(SUPPLIED MATERIAL)

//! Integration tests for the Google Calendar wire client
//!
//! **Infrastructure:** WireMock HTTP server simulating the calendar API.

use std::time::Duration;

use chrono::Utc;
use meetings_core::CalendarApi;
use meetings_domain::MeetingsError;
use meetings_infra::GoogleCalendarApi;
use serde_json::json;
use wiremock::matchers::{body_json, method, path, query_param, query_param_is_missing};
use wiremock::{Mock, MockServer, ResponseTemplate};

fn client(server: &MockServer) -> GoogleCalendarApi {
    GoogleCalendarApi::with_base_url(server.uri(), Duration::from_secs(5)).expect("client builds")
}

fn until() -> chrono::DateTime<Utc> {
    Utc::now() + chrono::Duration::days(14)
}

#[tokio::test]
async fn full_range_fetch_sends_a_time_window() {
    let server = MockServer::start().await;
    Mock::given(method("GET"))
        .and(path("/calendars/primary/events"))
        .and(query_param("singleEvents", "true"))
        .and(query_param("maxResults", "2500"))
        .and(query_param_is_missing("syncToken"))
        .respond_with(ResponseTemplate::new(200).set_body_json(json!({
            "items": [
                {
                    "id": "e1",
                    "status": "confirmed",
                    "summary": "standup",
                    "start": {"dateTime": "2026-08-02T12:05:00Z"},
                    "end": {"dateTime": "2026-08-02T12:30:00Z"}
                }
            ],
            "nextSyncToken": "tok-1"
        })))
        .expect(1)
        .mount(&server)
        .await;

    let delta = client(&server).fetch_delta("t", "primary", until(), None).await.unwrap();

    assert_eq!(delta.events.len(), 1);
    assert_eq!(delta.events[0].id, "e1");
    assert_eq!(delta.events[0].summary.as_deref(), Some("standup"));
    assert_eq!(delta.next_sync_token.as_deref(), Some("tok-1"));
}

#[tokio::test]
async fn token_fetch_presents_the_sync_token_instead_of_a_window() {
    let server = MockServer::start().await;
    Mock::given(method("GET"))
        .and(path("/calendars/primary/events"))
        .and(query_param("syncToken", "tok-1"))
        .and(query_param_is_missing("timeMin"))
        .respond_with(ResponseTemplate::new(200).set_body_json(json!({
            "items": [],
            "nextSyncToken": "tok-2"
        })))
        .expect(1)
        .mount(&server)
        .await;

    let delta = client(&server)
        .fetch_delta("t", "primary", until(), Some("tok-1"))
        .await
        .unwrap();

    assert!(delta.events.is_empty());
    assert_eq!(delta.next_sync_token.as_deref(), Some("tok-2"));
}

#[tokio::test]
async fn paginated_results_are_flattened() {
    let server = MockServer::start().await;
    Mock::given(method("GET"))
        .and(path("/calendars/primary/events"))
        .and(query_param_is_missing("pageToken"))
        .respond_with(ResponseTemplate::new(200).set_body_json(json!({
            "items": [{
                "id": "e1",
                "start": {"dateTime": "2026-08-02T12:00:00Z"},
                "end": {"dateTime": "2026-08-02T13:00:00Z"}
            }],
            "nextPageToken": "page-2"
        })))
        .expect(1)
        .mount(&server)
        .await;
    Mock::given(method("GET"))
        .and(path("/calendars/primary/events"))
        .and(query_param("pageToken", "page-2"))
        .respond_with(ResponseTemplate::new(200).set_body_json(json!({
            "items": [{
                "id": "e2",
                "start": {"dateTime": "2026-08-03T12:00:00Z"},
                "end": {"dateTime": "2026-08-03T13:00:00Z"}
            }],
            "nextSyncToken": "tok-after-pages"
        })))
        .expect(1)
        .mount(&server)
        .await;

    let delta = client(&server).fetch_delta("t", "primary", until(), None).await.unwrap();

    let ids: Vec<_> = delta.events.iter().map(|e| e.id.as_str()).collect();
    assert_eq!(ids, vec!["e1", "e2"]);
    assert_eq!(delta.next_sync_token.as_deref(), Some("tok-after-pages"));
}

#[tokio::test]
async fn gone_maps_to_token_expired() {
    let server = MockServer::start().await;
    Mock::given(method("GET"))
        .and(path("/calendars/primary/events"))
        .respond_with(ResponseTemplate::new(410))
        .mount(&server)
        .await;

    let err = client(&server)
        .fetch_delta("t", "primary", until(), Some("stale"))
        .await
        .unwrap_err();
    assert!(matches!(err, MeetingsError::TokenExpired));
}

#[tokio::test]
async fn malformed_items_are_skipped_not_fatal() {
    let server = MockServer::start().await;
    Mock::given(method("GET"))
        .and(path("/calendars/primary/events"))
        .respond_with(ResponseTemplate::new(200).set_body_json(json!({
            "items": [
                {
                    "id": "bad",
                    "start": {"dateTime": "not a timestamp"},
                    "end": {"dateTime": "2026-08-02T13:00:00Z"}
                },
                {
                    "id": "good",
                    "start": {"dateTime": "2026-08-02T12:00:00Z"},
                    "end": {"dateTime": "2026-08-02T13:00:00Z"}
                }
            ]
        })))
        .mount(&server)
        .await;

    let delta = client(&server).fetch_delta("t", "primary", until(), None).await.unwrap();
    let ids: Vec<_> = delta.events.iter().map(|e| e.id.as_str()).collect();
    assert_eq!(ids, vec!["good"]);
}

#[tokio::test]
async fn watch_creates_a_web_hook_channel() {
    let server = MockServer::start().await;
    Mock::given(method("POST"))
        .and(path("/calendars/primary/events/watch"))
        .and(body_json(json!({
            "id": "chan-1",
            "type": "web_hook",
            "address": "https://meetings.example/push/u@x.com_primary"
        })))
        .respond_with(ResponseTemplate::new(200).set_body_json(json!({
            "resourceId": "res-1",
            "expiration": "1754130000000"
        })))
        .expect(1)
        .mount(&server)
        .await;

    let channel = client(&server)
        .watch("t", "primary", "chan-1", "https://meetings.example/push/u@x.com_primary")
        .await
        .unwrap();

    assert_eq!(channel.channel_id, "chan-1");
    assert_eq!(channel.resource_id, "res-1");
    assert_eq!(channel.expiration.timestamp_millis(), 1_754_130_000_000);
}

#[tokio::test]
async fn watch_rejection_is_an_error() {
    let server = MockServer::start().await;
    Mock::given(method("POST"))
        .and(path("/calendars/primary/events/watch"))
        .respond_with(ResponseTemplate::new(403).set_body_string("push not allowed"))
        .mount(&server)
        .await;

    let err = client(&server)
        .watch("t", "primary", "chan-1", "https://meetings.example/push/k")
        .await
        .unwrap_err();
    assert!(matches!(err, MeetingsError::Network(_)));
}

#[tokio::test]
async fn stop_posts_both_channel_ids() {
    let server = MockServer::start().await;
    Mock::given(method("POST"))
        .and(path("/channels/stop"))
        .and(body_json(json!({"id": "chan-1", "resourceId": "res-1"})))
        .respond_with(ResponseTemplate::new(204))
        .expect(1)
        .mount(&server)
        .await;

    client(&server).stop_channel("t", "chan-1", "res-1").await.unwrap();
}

(End SUPPLIED MATERIAL)

WHAT IS EXPECTED →
Please output each record exactly as it appears above.

RESULT BELOW →
//! Integration tests for the Google Calendar wire client
//!
//! **Infrastructure:** WireMock HTTP server simulating the calendar API.

use std::time::Duration;

use chrono::Utc;
use meetings_core::CalendarApi;
use meetings_domain::MeetingsError;
use meetings_infra::GoogleCalendarApi;
use serde_json::json;
use wiremock::matchers::{body_json, method, path, query_param, query_param_is_missing};
use wiremock::{Mock, MockServer, ResponseTemplate};

fn client(server: &MockServer) -> GoogleCalendarApi {
    GoogleCalendarApi::with_base_url(server.uri(), Duration::from_secs(5)).expect("client builds")
}

fn until() -> chrono::DateTime<Utc> {
    Utc::now() + chrono::Duration::days(14)
}

#[tokio::test]
async fn full_range_fetch_sends_a_time_window() {
    let server = MockServer::start().await;
    Mock::given(method("GET"))
        .and(path("/calendars/primary/events"))
        .and(query_param("singleEvents", "true"))
        .and(query_param("maxResults", "2500"))
        .and(query_param_is_missing("syncToken"))
        .respond_with(ResponseTemplate::new(200).set_body_json(json!({
            "items": [
                {
                    "id": "e1",
                    "status": "confirmed",
                    "summary": "standup",
                    "start": {"dateTime": "2026-08-02T12:05:00Z"},
                    "end": {"dateTime": "2026-08-02T12:30:00Z"}
                }
            ],
            "nextSyncToken": "tok-1"
        })))
        .expect(1)
        .mount(&server)
        .await;

    let delta = client(&server).fetch_delta("t", "primary", until(), None).await.unwrap();

    assert_eq!(delta.events.len(), 1);
    assert_eq!(delta.events[0].id, "e1");
    assert_eq!(delta.events[0].summary.as_deref(), Some("standup"));
    assert_eq!(delta.next_sync_token.as_deref(), Some("tok-1"));
}

#[tokio::test]
async fn token_fetch_presents_the_sync_token_instead_of_a_window() {
    let server = MockServer::start().await;
    Mock::given(method("GET"))
        .and(path("/calendars/primary/events"))
        .and(query_param("syncToken", "tok-1"))
        .and(query_param_is_missing("timeMin"))
        .respond_with(ResponseTemplate::new(200).set_body_json(json!({
            "items": [],
            "nextSyncToken": "tok-2"
        })))
        .expect(1)
        .mount(&server)
        .await;

    let delta = client(&server)
        .fetch_delta("t", "primary", until(), Some("tok-1"))
        .await
        .unwrap();

    assert!(delta.events.is_empty());
    assert_eq!(delta.next_sync_token.as_deref(), Some("tok-2"));
}

#[tokio::test]
async fn paginated_results_are_flattened() {
    let server = MockServer::start().await;
    Mock::given(method("GET"))
        .and(path("/calendars/primary/events"))
        .and(query_param_is_missing("pageToken"))
        .respond_with(ResponseTemplate::new(200).set_body_json(json!({
            "items": [{
                "id": "e1",
                "start": {"dateTime": "2026-08-02T12:00:00Z"},
                "end": {"dateTime": "2026-08-02T13:00:00Z"}
            }],
            "nextPageToken": "page-2"
        })))
        .expect(1)
        .mount(&server)
        .await;
    Mock::given(method("GET"))
        .and(path("/calendars/primary/events"))
        .and(query_param("pageToken", "page-2"))
        .respond_with(ResponseTemplate::new(200).set_body_json(json!({
            "items": [{
                "id": "e2",
                "start": {"dateTime": "2026-08-03T12:00:00Z"},
                "end": {"dateTime": "2026-08-03T13:00:00Z"}
            }],
            "nextSyncToken": "tok-after-pages"
        })))
        .expect(1)
        .mount(&server)
        .await;

    let delta = client(&server).fetch_delta("t", "primary", until(), None).await.unwrap();

    let ids: Vec<_> = delta.events.iter().map(|e| e.id.as_str()).collect();
    assert_eq!(ids, vec!["e1", "e2"]);
    assert_eq!(delta.next_sync_token.as_deref(), Some("tok-after-pages"));
}

#[tokio::test]
async fn gone_maps_to_token_expired() {
    let server = MockServer::start().await;
    Mock::given(method("GET"))
        .and(path("/calendars/primary/events"))
        .respond_with(ResponseTemplate::new(410))
        .mount(&server)
        .await;

    let err = client(&server)
        .fetch_delta("t", "primary", until(), Some("stale"))
        .await
        .unwrap_err();
    assert!(matches!(err, MeetingsError::TokenExpired));
}

#[tokio::test]
async fn malformed_items_are_skipped_not_fatal() {
    let server = MockServer::start().await;
    Mock::given(method("GET"))
        .and(path("/calendars/primary/events"))
        .respond_with(ResponseTemplate::new(200).set_body_json(json!({
            "items": [
                {
                    "id": "bad",
                    "start": {"dateTime": "not a timestamp"},
                    "end": {"dateTime": "2026-08-02T13:00:00Z"}
                },
                {
                    "id": "good",
                    "start": {"dateTime": "2026-08-02T12:00:00Z"},
                    "end": {"dateTime": "2026-08-02T13:00:00Z"}
                }
            ]
        })))
        .mount(&server)
        .await;

    let delta = client(&server).fetch_delta("t", "primary", until(), None).await.unwrap();
    let ids: Vec<_> = delta.events.iter().map(|e| e.id.as_str()).collect();
    assert_eq!(ids, vec!["good"]);
}

#[tokio::test]
async fn watch_creates_a_web_hook_channel() {
    let server = MockServer::start().await;
    Mock::given(method("POST"))
        .and(path("/calendars/primary/events/watch"))
        .and(body_json(json!({
            "id": "chan-1",
            "type": "web_hook",
            "address": "https://meetings.example/push/u@x.com_primary"
        })))
        .respond_with(ResponseTemplate::new(200).set_body_json(json!({
            "resourceId": "res-1",
            "expiration": "1754130000000"
        })))
        .expect(1)
        .mount(&server)
        .await;

    let channel = client(&server)
        .watch("t", "primary", "chan-1", "https://meetings.example/push/u@x.com_primary")
        .await
        .unwrap();

    assert_eq!(channel.channel_id, "chan-1");
    assert_eq!(channel.resource_id, "res-1");
    assert_eq!(channel.expiration.timestamp_millis(), 1_754_130_000_000);
}

#[tokio::test]
async fn watch_rejection_is_an_error() {
    let server = MockServer::start().await;
    Mock::given(method("POST"))
        .and(path("/calendars/primary/events/watch"))
        .respond_with(ResponseTemplate::new(403).set_body_string("push not allowed"))
        .mount(&server)
        .await;

    let err = client(&server)
        .watch("t", "primary", "chan-1", "https://meetings.example/push/k")
        .await
        .unwrap_err();
    assert!(matches!(err, MeetingsError::Network(_)));
}

#[tokio::test]
async fn stop_posts_both_channel_ids() {
    let server = MockServer::start().await;
    Mock::given(method("POST"))
        .and(path("/channels/stop"))
        .and(body_json(json!({"id": "chan-1", "resourceId": "res-1"})))
        .respond_with(ResponseTemplate::new(204))
        .expect(1)
        .mount(&server)
        .await;

    client(&server).stop_channel("t", "chan-1", "res-1").await.unwrap();
}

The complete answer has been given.